## Prompt
The number of lines in the records that include "Option" is all you should give.

·····

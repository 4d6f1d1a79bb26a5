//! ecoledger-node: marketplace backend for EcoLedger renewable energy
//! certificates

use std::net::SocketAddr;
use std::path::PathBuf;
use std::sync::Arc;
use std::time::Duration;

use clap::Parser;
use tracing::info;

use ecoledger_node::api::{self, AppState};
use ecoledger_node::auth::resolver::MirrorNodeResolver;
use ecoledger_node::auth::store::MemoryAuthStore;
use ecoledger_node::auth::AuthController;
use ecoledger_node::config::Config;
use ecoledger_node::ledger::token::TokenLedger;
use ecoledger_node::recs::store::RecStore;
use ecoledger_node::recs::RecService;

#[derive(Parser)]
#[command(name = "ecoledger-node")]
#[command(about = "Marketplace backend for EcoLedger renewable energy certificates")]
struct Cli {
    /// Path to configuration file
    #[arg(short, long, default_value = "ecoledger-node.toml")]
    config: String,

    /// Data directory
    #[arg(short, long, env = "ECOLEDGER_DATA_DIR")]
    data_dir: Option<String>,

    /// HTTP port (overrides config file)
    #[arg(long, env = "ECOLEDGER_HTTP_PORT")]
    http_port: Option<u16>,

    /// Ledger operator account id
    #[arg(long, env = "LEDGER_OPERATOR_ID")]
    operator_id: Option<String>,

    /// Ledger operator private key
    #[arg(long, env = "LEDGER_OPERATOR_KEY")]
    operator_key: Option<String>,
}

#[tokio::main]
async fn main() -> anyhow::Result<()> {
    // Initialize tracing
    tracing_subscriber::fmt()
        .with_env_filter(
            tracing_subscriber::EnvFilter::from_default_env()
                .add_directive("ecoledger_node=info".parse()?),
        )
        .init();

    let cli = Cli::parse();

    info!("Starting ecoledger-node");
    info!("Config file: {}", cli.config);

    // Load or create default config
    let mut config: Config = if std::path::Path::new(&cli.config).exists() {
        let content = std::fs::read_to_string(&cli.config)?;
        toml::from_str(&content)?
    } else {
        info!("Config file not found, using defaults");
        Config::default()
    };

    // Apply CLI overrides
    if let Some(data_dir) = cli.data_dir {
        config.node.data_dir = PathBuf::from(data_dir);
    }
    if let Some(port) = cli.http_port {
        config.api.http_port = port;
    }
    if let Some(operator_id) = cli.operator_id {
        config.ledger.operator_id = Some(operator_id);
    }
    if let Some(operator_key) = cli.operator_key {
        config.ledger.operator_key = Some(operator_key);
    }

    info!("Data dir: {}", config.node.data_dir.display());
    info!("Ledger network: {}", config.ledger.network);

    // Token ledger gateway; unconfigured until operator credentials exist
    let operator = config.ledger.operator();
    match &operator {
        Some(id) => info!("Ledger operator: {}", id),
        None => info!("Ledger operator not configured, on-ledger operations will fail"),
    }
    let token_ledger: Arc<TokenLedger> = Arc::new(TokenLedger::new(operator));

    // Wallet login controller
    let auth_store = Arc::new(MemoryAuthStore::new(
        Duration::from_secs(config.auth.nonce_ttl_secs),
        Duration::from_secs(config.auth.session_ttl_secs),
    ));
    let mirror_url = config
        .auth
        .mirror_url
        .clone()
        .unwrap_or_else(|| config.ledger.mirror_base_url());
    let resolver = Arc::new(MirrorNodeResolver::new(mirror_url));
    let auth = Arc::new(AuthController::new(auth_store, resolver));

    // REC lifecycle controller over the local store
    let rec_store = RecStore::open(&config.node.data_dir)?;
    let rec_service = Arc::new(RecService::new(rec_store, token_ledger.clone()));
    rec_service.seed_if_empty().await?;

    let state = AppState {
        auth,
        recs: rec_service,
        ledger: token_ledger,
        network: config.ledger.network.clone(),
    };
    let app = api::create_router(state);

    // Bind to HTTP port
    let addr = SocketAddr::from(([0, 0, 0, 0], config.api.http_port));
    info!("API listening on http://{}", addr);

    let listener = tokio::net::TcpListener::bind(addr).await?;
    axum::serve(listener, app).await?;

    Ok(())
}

·····

## Answer box
4